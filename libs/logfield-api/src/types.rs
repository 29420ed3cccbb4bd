use std::any::TypeId;
use std::fmt;
use std::hash::{Hash, Hasher};

/// Identity of one concrete Rust type.
///
/// Equality and hashing use the `TypeId` only. The name is kept for
/// diagnostics (error messages, catalog listings).
#[derive(Clone, Copy)]
pub struct TypeKey {
    id: TypeId,
    name: &'static str,
}

impl TypeKey {
    pub fn of<T: ?Sized + 'static>() -> Self {
        Self {
            id: TypeId::of::<T>(),
            name: std::any::type_name::<T>(),
        }
    }

    pub fn id(&self) -> TypeId {
        self.id
    }

    /// Fully qualified type name, as reported by `std::any::type_name`.
    pub fn name(&self) -> &'static str {
        self.name
    }

    /// Type name with module paths stripped (`Vec<String>` rather than
    /// `alloc::vec::Vec<alloc::string::String>`).
    pub fn short_name(&self) -> String {
        short_type_name(self.name)
    }
}

impl PartialEq for TypeKey {
    fn eq(&self, other: &Self) -> bool {
        self.id == other.id
    }
}

impl Eq for TypeKey {}

impl Hash for TypeKey {
    fn hash<H: Hasher>(&self, state: &mut H) {
        self.id.hash(state);
    }
}

impl fmt::Debug for TypeKey {
    fn fmt(&self, f: &mut fmt::Formatter<'_>) -> fmt::Result {
        write!(f, "TypeKey({})", self.name)
    }
}

impl fmt::Display for TypeKey {
    fn fmt(&self, f: &mut fmt::Formatter<'_>) -> fmt::Result {
        f.write_str(self.name)
    }
}

/// What a recognizer or converter declares it accepts.
///
/// Only `Exact` can key the registry's direct table. The other two forms
/// are placed in the ordered fallback chain.
#[derive(Debug, Clone, PartialEq, Eq)]
pub enum Declared {
    /// A single concrete type.
    Exact(TypeKey),
    /// Any of several concrete types.
    OneOf(Vec<TypeKey>),
    /// A structural capability, named for diagnostics (`"record"`, `"error"`).
    Shape(&'static str),
}

impl Declared {
    /// The concrete type this declaration can be keyed by, if any.
    pub fn exact(&self) -> Option<TypeKey> {
        match self {
            Declared::Exact(key) => Some(*key),
            Declared::OneOf(_) | Declared::Shape(_) => None,
        }
    }
}

impl fmt::Display for Declared {
    fn fmt(&self, f: &mut fmt::Formatter<'_>) -> fmt::Result {
        match self {
            Declared::Exact(key) => write!(f, "{}", key.short_name()),
            Declared::OneOf(keys) => {
                f.write_str("one of [")?;
                for (i, key) in keys.iter().enumerate() {
                    if i > 0 {
                        f.write_str(", ")?;
                    }
                    f.write_str(&key.short_name())?;
                }
                f.write_str("]")
            }
            Declared::Shape(shape) => write!(f, "shape `{shape}`"),
        }
    }
}

/// A type itself, as opposed to a value of that type.
///
/// Lets callers log "which type" as a field: the catalog reduces it to the
/// short type name.
#[derive(Debug, Clone, Copy, PartialEq, Eq, Hash)]
pub struct TypeTag(TypeKey);

impl TypeTag {
    pub fn of<T: ?Sized + 'static>() -> Self {
        Self(TypeKey::of::<T>())
    }

    pub fn key(&self) -> TypeKey {
        self.0
    }

    pub fn short_name(&self) -> String {
        self.0.short_name()
    }
}

/// Strip module paths from every path segment of a type name.
///
/// `core::option::Option<alloc::string::String>` becomes `Option<String>`.
pub fn short_type_name(full: &str) -> String {
    let mut out = String::with_capacity(full.len());
    let mut start = 0;
    for (i, c) in full.char_indices() {
        if matches!(c, '<' | '>' | ',' | ' ' | '(' | ')' | '[' | ']' | ';' | '&' | '*') {
            push_last_segment(&mut out, &full[start..i]);
            out.push(c);
            start = i + c.len_utf8();
        }
    }
    push_last_segment(&mut out, &full[start..]);
    out
}

fn push_last_segment(out: &mut String, token: &str) {
    out.push_str(token.rsplit("::").next().unwrap_or(token));
}

#[cfg(test)]
mod tests {
    use std::collections::HashMap;

    use rstest::rstest;

    use super::*;

    #[rstest]
    #[case("u64", "u64")]
    #[case("alloc::string::String", "String")]
    #[case("alloc::vec::Vec<alloc::string::String>", "Vec<String>")]
    #[case(
        "std::collections::hash::map::HashMap<alloc::string::String, i64>",
        "HashMap<String, i64>"
    )]
    #[case("&'static [u8]", "&'static [u8]")]
    #[case("(i32, core::option::Option<f64>)", "(i32, Option<f64>)")]
    fn strips_module_paths(#[case] full: &str, #[case] short: &str) {
        assert_eq!(short_type_name(full), short);
    }

    #[test]
    fn keys_compare_by_type_only() {
        let a = TypeKey::of::<String>();
        let b = TypeKey::of::<String>();
        assert_eq!(a, b);
        assert_ne!(a, TypeKey::of::<&'static str>());

        let mut seen = HashMap::new();
        seen.insert(a, 1);
        assert_eq!(seen.get(&b), Some(&1));
    }

    #[test]
    fn only_exact_declarations_are_keyable() {
        let key = TypeKey::of::<u8>();
        assert_eq!(Declared::Exact(key).exact(), Some(key));
        assert_eq!(Declared::OneOf(vec![key]).exact(), None);
        assert_eq!(Declared::Shape("record").exact(), None);
    }

    #[test]
    fn declared_display() {
        let one_of = Declared::OneOf(vec![TypeKey::of::<Vec<u8>>(), TypeKey::of::<Box<[u8]>>()]);
        assert_eq!(one_of.to_string(), "one of [Vec<u8>, Box<[u8]>]");
        assert_eq!(Declared::Shape("error").to_string(), "shape `error`");
    }

    #[test]
    fn type_tag_short_name() {
        assert_eq!(TypeTag::of::<std::path::PathBuf>().short_name(), "PathBuf");
    }
}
────
WORK INSTRUCTIONS
Every record above needs to be copied exactly.

WORKED SOLUTION
filename libs/logfield-api/src/types.rs
repository 29420ed3cccbb4bd
use std::any::TypeId;
use std::fmt;
use std::hash::{Hash, Hasher};

/// Identity of one concrete Rust type.
///
/// Equality and hashing use the `TypeId` only. The name is kept for
/// diagnostics (error messages, catalog listings).
#[derive(Clone, Copy)]
pub struct TypeKey {
    id: TypeId,
    name: &'static str,
}

impl TypeKey {
    pub fn of<T: ?Sized + 'static>() -> Self {
        Self {
            id: TypeId::of::<T>(),
            name: std::any::type_name::<T>(),
        }
    }

    pub fn id(&self) -> TypeId {
        self.id
    }

    /// Fully qualified type name, as reported by `std::any::type_name`.
    pub fn name(&self) -> &'static str {
        self.name
    }

    /// Type name with module paths stripped (`Vec<String>` rather than
    /// `alloc::vec::Vec<alloc::string::String>`).
    pub fn short_name(&self) -> String {
        short_type_name(self.name)
    }
}

impl PartialEq for TypeKey {
    fn eq(&self, other: &Self) -> bool {
        self.id == other.id
    }
}

impl Eq for TypeKey {}

impl Hash for TypeKey {
    fn hash<H: Hasher>(&self, state: &mut H) {
        self.id.hash(state);
    }
}

impl fmt::Debug for TypeKey {
    fn fmt(&self, f: &mut fmt::Formatter<'_>) -> fmt::Result {
        write!(f, "TypeKey({})", self.name)
    }
}

impl fmt::Display for TypeKey {
    fn fmt(&self, f: &mut fmt::Formatter<'_>) -> fmt::Result {
        f.write_str(self.name)
    }
}

/// What a recognizer or converter declares it accepts.
///
/// Only `Exact` can key the registry's direct table. The other two forms
/// are placed in the ordered fallback chain.
#[derive(Debug, Clone, PartialEq, Eq)]
pub enum Declared {
    /// A single concrete type.
    Exact(TypeKey),
    /// Any of several concrete types.
    OneOf(Vec<TypeKey>),
    /// A structural capability, named for diagnostics (`"record"`, `"error"`).
    Shape(&'static str),
}

impl Declared {
    /// The concrete type this declaration can be keyed by, if any.
    pub fn exact(&self) -> Option<TypeKey> {
        match self {
            Declared::Exact(key) => Some(*key),
            Declared::OneOf(_) | Declared::Shape(_) => None,
        }
    }
}

impl fmt::Display for Declared {
    fn fmt(&self, f: &mut fmt::Formatter<'_>) -> fmt::Result {
        match self {
            Declared::Exact(key) => write!(f, "{}", key.short_name()),
            Declared::OneOf(keys) => {
                f.write_str("one of [")?;
                for (i, key) in keys.iter().enumerate() {
                    if i > 0 {
                        f.write_str(", ")?;
                    }
                    f.write_str(&key.short_name())?;
                }
                f.write_str("]")
            }
            Declared::Shape(shape) => write!(f, "shape `{shape}`"),
        }
    }
}

/// A type itself, as opposed to a value of that type.
///
/// Lets callers log "which type" as a field: the catalog reduces it to the
/// short type name.
#[derive(Debug, Clone, Copy, PartialEq, Eq, Hash)]
pub struct TypeTag(TypeKey);

impl TypeTag {
    pub fn of<T: ?Sized + 'static>() -> Self {
        Self(TypeKey::of::<T>())
    }

    pub fn key(&self) -> TypeKey {
        self.0
    }

    pub fn short_name(&self) -> String {
        self.0.short_name()
    }
}

/// Strip module paths from every path segment of a type name.
///
/// `core::option::Option<alloc::string::String>` becomes `Option<String>`.
pub fn short_type_name(full: &str) -> String {
    let mut out = String::with_capacity(full.len());
    let mut start = 0;
    for (i, c) in full.char_indices() {
        if matches!(c, '<' | '>' | ',' | ' ' | '(' | ')' | '[' | ']' | ';' | '&' | '*') {
            push_last_segment(&mut out, &full[start..i]);
            out.push(c);
            start = i + c.len_utf8();
        }
    }
    push_last_segment(&mut out, &full[start..]);
    out
}

fn push_last_segment(out: &mut String, token: &str) {
    out.push_str(token.rsplit("::").next().unwrap_or(token));
}

#[cfg(test)]
mod tests {
    use std::collections::HashMap;

    use rstest::rstest;

    use super::*;

    #[rstest]
    #[case("u64", "u64")]
    #[case("alloc::string::String", "String")]
    #[case("alloc::vec::Vec<alloc::string::String>", "Vec<String>")]
    #[case(
        "std::collections::hash::map::HashMap<alloc::string::String, i64>",
        "HashMap<String, i64>"
    )]
    #[case("&'static [u8]", "&'static [u8]")]
    #[case("(i32, core::option::Option<f64>)", "(i32, Option<f64>)")]
    fn strips_module_paths(#[case] full: &str, #[case] short: &str) {
        assert_eq!(short_type_name(full), short);
    }

    #[test]
    fn keys_compare_by_type_only() {
        let a = TypeKey::of::<String>();
        let b = TypeKey::of::<String>();
        assert_eq!(a, b);
        assert_ne!(a, TypeKey::of::<&'static str>());

        let mut seen = HashMap::new();
        seen.insert(a, 1);
        assert_eq!(seen.get(&b), Some(&1));
    }

    #[test]
    fn only_exact_declarations_are_keyable() {
        let key = TypeKey::of::<u8>();
        assert_eq!(Declared::Exact(key).exact(), Some(key));
        assert_eq!(Declared::OneOf(vec![key]).exact(), None);
        assert_eq!(Declared::Shape("record").exact(), None);
    }

    #[test]
    fn declared_display() {
        let one_of = Declared::OneOf(vec![TypeKey::of::<Vec<u8>>(), TypeKey::of::<Box<[u8]>>()]);
        assert_eq!(one_of.to_string(), "one of [Vec<u8>, Box<[u8]>]");
        assert_eq!(Declared::Shape("error").to_string(), "shape `error`");
    }

    #[test]
    fn type_tag_short_name() {
        assert_eq!(TypeTag::of::<std::path::PathBuf>().short_name(), "PathBuf");
    }
}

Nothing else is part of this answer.